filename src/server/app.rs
use axum::{http::HeaderValue, routing::get, Router};
use tower_http::{
    cors::{Any, CorsLayer},
    trace::TraceLayer,
};

use crate::api::api_routes;
use crate::websocket::ws_handler;

use super::AppState;

pub fn create_app(state: AppState) -> Router {
    // CORS configuration: configured origins, or any when none are set
    let origins: Vec<HeaderValue> = state
        .settings
        .server
        .cors_origins
        .iter()
        .filter_map(|origin| origin.parse().ok())
        .collect();

    let cors = if origins.is_empty() {
        CorsLayer::new()
            .allow_origin(Any)
            .allow_methods(Any)
            .allow_headers(Any)
    } else {
        CorsLayer::new()
            .allow_origin(origins)
            .allow_methods(Any)
            .allow_headers(Any)
    };

    Router::new()
        // WebSocket endpoint
        .route("/ws", get(ws_handler))
        // Merge API routes
        .merge(api_routes())
        // Add middleware
        .layer(TraceLayer::new_for_http())
        .layer(cors)
        // Add state
        .with_state(state)
}
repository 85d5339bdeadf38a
use std::sync::Arc;
use std::time::Instant;

use crate::anonymize::unhash_path;
use crate::metrics::AGGREGATION_DURATION;
use crate::store::{keys, StatsStore, StoreError};

use super::{DeviceBreakdown, LiveStats, PageStats};

/// Computes live snapshots from the presence sets.
///
/// Pure read: never mutates presence state and is safe to call concurrently
/// from the broadcast loop, the sampler, and request handlers. Counts are
/// best-effort cardinalities; keys can expire between reads and the result
/// is still valid.
pub struct StatsAggregator {
    store: Arc<dyn StatsStore>,
}

impl StatsAggregator {
    pub fn new(store: Arc<dyn StatsStore>) -> Self {
        Self { store }
    }

    /// Compute a fresh snapshot. Cost is proportional to the number of
    /// distinct pages currently tracked.
    pub async fn compute_snapshot(&self, now_ms: i64) -> Result<LiveStats, StoreError> {
        let start = Instant::now();

        let total_visitors = self.store.set_count(keys::ACTIVE).await?;

        let device_breakdown = DeviceBreakdown {
            mobile: self.store.set_count(&keys::device("mobile")).await?,
            desktop: self.store.set_count(&keys::device("desktop")).await?,
            tablet: self.store.set_count(&keys::device("tablet")).await?,
        };

        let mut top_pages = Vec::new();
        for key in self.store.scan_keys(keys::PAGE_PREFIX).await? {
            let visitors = self.store.set_count(&key).await?;
            // A zero count means the page is already vacated even if the key
            // still lingers in the store
            if visitors == 0 {
                continue;
            }
            let page_hash = key
                .strip_prefix(keys::PAGE_PREFIX)
                .unwrap_or(&key)
                .to_string();
            let original_path = Some(unhash_path(&page_hash));
            top_pages.push(PageStats {
                page_hash,
                original_path,
                visitors,
            });
        }

        // Stable sort: equal counts keep their relative order
        top_pages.sort_by(|a, b| b.visitors.cmp(&a.visitors));

        AGGREGATION_DURATION.observe(start.elapsed().as_secs_f64());

        Ok(LiveStats {
            total_visitors,
            top_pages,
            device_breakdown,
            last_update: now_ms,
        })
    }
}
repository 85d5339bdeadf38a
mod app;
mod state;

pub use app::create_app;
pub use state::AppState;
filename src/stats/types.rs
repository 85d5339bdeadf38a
use serde::{Deserialize, Serialize};

/// Current-moment aggregate view pushed to dashboards.
///
/// Produced fresh on every read, never mutated in place.
#[derive(Debug, Clone, PartialEq, Serialize, Deserialize)]
#[serde(rename_all = "camelCase")]
pub struct LiveStats {
    pub total_visitors: u64,
    pub top_pages: Vec<PageStats>,
    pub device_breakdown: DeviceBreakdown,
    pub last_update: i64,
}

/// Active visitor count per device category.
#[derive(Debug, Clone, Copy, Default, PartialEq, Eq, Serialize, Deserialize)]
pub struct DeviceBreakdown {
    pub mobile: u64,
    pub desktop: u64,
    pub tablet: u64,
}

/// Visitor count for one tracked page, ordered by count descending.
#[derive(Debug, Clone, PartialEq, Serialize, Deserialize)]
#[serde(rename_all = "camelCase")]
pub struct PageStats {
    pub page_hash: String,
    /// Best-effort reversed path; server-side only
    #[serde(skip_serializing_if = "Option::is_none")]
    pub original_path: Option<String>,
    pub visitors: u64,
}

impl DeviceBreakdown {
    pub fn total(&self) -> u64 {
        self.mobile + self.desktop + self.tablet
    }
}

#[cfg(test)]
mod tests {
    use super::*;

    #[test]
    fn test_live_stats_wire_shape() {
        let stats = LiveStats {
            total_visitors: 2,
            top_pages: vec![PageStats {
                page_hash: "L2hvbWU=".to_string(),
                original_path: Some("/home".to_string()),
                visitors: 2,
            }],
            device_breakdown: DeviceBreakdown {
                mobile: 1,
                desktop: 1,
                tablet: 0,
            },
            last_update: 123,
        };

        let json = serde_json::to_value(&stats).unwrap();
        assert_eq!(json["totalVisitors"], 2);
        assert_eq!(json["deviceBreakdown"]["mobile"], 1);
        assert_eq!(json["topPages"][0]["pageHash"], "L2hvbWU=");
        assert_eq!(json["topPages"][0]["originalPath"], "/home");
        assert_eq!(json["lastUpdate"], 123);
    }

    #[test]
    fn test_missing_original_path_omitted() {
        let page = PageStats {
            page_hash: "x".to_string(),
            original_path: None,
            visitors: 1,
        };
        let json = serde_json::to_string(&page).unwrap();
        assert!(!json.contains("originalPath"));
    }
}
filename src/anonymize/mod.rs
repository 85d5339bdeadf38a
//! Page identifier anonymization helpers.
//!
//! Visited paths are tracked only as base64 identifiers so raw URLs never
//! enter the store. The reverse mapping is best-effort and server-side only.

use base64::engine::general_purpose::STANDARD;
use base64::Engine;

/// Encode a pathname into its anonymized identifier.
pub fn hash_path(pathname: &str) -> String {
    STANDARD.encode(pathname)
}

/// Reverse an anonymized identifier back to the original pathname.
///
/// Falls back to percent-decoding the decoded bytes, and finally to returning
/// the identifier itself when it cannot be decoded at all.
pub fn unhash_path(hash: &str) -> String {
    match STANDARD.decode(hash) {
        Ok(bytes) => match String::from_utf8(bytes) {
            Ok(path) => percent_decode(&path).unwrap_or(path),
            Err(_) => hash.to_string(),
        },
        Err(_) => hash.to_string(),
    }
}

/// Decode `%xx` escapes; returns None when the input contains none or is malformed.
fn percent_decode(input: &str) -> Option<String> {
    if !input.contains('%') {
        return None;
    }

    let bytes = input.as_bytes();
    let mut out = Vec::with_capacity(bytes.len());
    let mut i = 0;
    while i < bytes.len() {
        if bytes[i] == b'%' {
            let hex = bytes.get(i + 1..i + 3)?;
            let hi = (hex[0] as char).to_digit(16)?;
            let lo = (hex[1] as char).to_digit(16)?;
            out.push((hi * 16 + lo) as u8);
            i += 3;
        } else {
            out.push(bytes[i]);
            i += 1;
        }
    }

    String::from_utf8(out).ok()
}
//! WebSocket connection registry and broadcast group membership.

mod registry;

pub use registry::{ConnectionHandle, ConnectionManager, ConnectionStats};
use serde::{Deserialize, Serialize};

use crate::history::{HistoricalStats, TimeRange};
use crate::presence::VisitorData;
use crate::stats::LiveStats;

/// Messages sent from client to server.
///
/// Closed set of events; the gateway dispatches them through one match.
#[derive(Debug, Clone, Serialize, Deserialize)]
#[serde(tag = "type", content = "payload")]
pub enum ClientMessage {
    #[serde(rename = "visitor:heartbeat")]
    Heartbeat(VisitorData),
    #[serde(rename = "visitor:disconnect")]
    Disconnect,
    #[serde(rename = "admin:subscribe")]
    Subscribe,
    #[serde(rename = "admin:unsubscribe")]
    Unsubscribe,
    #[serde(rename = "admin:history:request")]
    HistoryRequest { range: TimeRange },
}

/// Messages sent from server to client.
#[derive(Debug, Clone, Serialize, Deserialize)]
#[serde(tag = "type")]
pub enum ServerMessage {
    #[serde(rename = "connection:ack")]
    ConnectionAck,
    #[serde(rename = "stats:update")]
    StatsUpdate {
        #[serde(flatten)]
        stats: LiveStats,
    },
    #[serde(rename = "admin:history:response")]
    HistoryResponse {
        #[serde(flatten)]
        stats: HistoricalStats,
    },
    #[serde(rename = "admin:history:error")]
    HistoryError { message: String },
    #[serde(rename = "error")]
    Error { code: String, message: String },
}

impl ServerMessage {
    pub fn stats_update(stats: LiveStats) -> Self {
        Self::StatsUpdate { stats }
    }

    pub fn history_response(stats: HistoricalStats) -> Self {
        Self::HistoryResponse { stats }
    }

    pub fn history_error(message: impl Into<String>) -> Self {
        Self::HistoryError {
            message: message.into(),
        }
    }

    pub fn error(code: impl Into<String>, message: impl Into<String>) -> Self {
        Self::Error {
            code: code.into(),
            message: message.into(),
        }
    }
}

#[cfg(test)]
mod tests {
    use super::*;
    use crate::presence::DeviceCategory;

    #[test]
    fn test_heartbeat_event_parses() {
        let raw = r#"{
            "type": "visitor:heartbeat",
            "payload": {
                "pageHash": "L2hvbWU=",
                "deviceCategory": "mobile",
                "screenBucket": "375x667",
                "timestamp": 1700000000000
            }
        }"#;
        let msg: ClientMessage = serde_json::from_str(raw).unwrap();
        match msg {
            ClientMessage::Heartbeat(data) => {
                assert_eq!(data.page_hash, "L2hvbWU=");
                assert_eq!(data.device_category, DeviceCategory::Mobile);
            }
            other => panic!("unexpected message: {other:?}"),
        }
    }

    #[test]
    fn test_payloadless_events_parse() {
        for (raw, expect_subscribe) in [
            (r#"{"type":"admin:subscribe"}"#, true),
            (r#"{"type":"visitor:disconnect"}"#, false),
        ] {
            let msg: ClientMessage = serde_json::from_str(raw).unwrap();
            match msg {
                ClientMessage::Subscribe => assert!(expect_subscribe),
                ClientMessage::Disconnect => assert!(!expect_subscribe),
                other => panic!("unexpected message: {other:?}"),
            }
        }
    }

    #[test]
    fn test_history_request_parses_range() {
        let raw = r#"{"type":"admin:history:request","payload":{"range":"24h"}}"#;
        let msg: ClientMessage = serde_json::from_str(raw).unwrap();
        assert!(matches!(
            msg,
            ClientMessage::HistoryRequest {
                range: TimeRange::TwentyFourHours
            }
        ));
    }

    #[test]
    fn test_unknown_event_rejected() {
        assert!(serde_json::from_str::<ClientMessage>(r#"{"type":"visitor:track"}"#).is_err());
    }

    #[test]
    fn test_stats_update_is_flattened() {
        let msg = ServerMessage::stats_update(LiveStats {
            total_visitors: 1,
            top_pages: vec![],
            device_breakdown: Default::default(),
            last_update: 7,
        });
        let json = serde_json::to_value(&msg).unwrap();
        assert_eq!(json["type"], "stats:update");
        assert_eq!(json["totalVisitors"], 1);
        assert_eq!(json["lastUpdate"], 7);
    }

    #[test]
    fn test_error_message_shape() {
        let msg = ServerMessage::error("INVALID_MESSAGE", "bad payload");
        let json = serde_json::to_value(&msg).unwrap();
        assert_eq!(json["type"], "error");
        assert_eq!(json["code"], "INVALID_MESSAGE");
    }
}
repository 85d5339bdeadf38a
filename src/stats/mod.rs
//! Live aggregate statistics.

mod aggregator;
mod types;

pub use aggregator::StatsAggregator;
pub use types::{DeviceBreakdown, LiveStats, PageStats};
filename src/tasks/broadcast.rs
use std::sync::Arc;
use std::time::Duration;

use chrono::Utc;
use tokio::sync::broadcast;

use crate::connection_manager::ConnectionManager;
use crate::metrics::{BROADCAST_FAILURES_TOTAL, BROADCAST_TICKS_TOTAL};
use crate::stats::StatsAggregator;
use crate::websocket::ServerMessage;

/// Background task that pushes live snapshots to subscribed dashboards.
///
/// One timer, one snapshot per tick, pushed to every member of the broadcast
/// group. A failed tick is logged and skipped; the timer itself never stops
/// until shutdown.
pub struct BroadcastTask {
    interval_ms: u64,
    aggregator: Arc<StatsAggregator>,
    connection_manager: Arc<ConnectionManager>,
    shutdown: broadcast::Receiver<()>,
}

impl BroadcastTask {
    pub fn new(
        interval_ms: u64,
        aggregator: Arc<StatsAggregator>,
        connection_manager: Arc<ConnectionManager>,
        shutdown: broadcast::Receiver<()>,
    ) -> Self {
        Self {
            interval_ms,
            aggregator,
            connection_manager,
            shutdown,
        }
    }

    pub async fn run(mut self) {
        let mut timer = tokio::time::interval(Duration::from_millis(self.interval_ms));

        // Skip immediate first tick
        timer.tick().await;

        tracing::info!(interval_ms = self.interval_ms, "Broadcast task started");

        loop {
            tokio::select! {
                _ = self.shutdown.recv() => {
                    tracing::info!("Broadcast task received shutdown signal");
                    break;
                }
                _ = timer.tick() => {
                    self.broadcast_snapshot().await;
                }
            }
        }

        tracing::info!("Broadcast task stopped");
    }

    async fn broadcast_snapshot(&self) {
        let subscribers = self.connection_manager.dashboard_connections();
        if subscribers.is_empty() {
            return;
        }

        let stats = match self
            .aggregator
            .compute_snapshot(Utc::now().timestamp_millis())
            .await
        {
            Ok(stats) => stats,
            Err(e) => {
                BROADCAST_FAILURES_TOTAL.inc();
                tracing::error!(error = %e, "Error broadcasting stats, skipping tick");
                return;
            }
        };

        BROADCAST_TICKS_TOTAL.inc();

        let mut delivered = 0;
        for handle in &subscribers {
            match handle.send(ServerMessage::stats_update(stats.clone())).await {
                Ok(()) => delivered += 1,
                Err(_) => {
                    // Connection on its way out; cleanup happens in its own handler
                    tracing::debug!(
                        connection_id = %handle.id,
                        "Failed to push snapshot, connection may be closing"
                    );
                }
            }
        }

        tracing::debug!(
            subscribers = subscribers.len(),
            delivered = delivered,
            total_visitors = stats.total_visitors,
            "Snapshot broadcast"
        );
    }
}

——

• [What to do]:
Among the lines of the records, copy out each one that contains the word "Instant".

• [Result below]:
use std::time::Instant;
        let start = Instant::now();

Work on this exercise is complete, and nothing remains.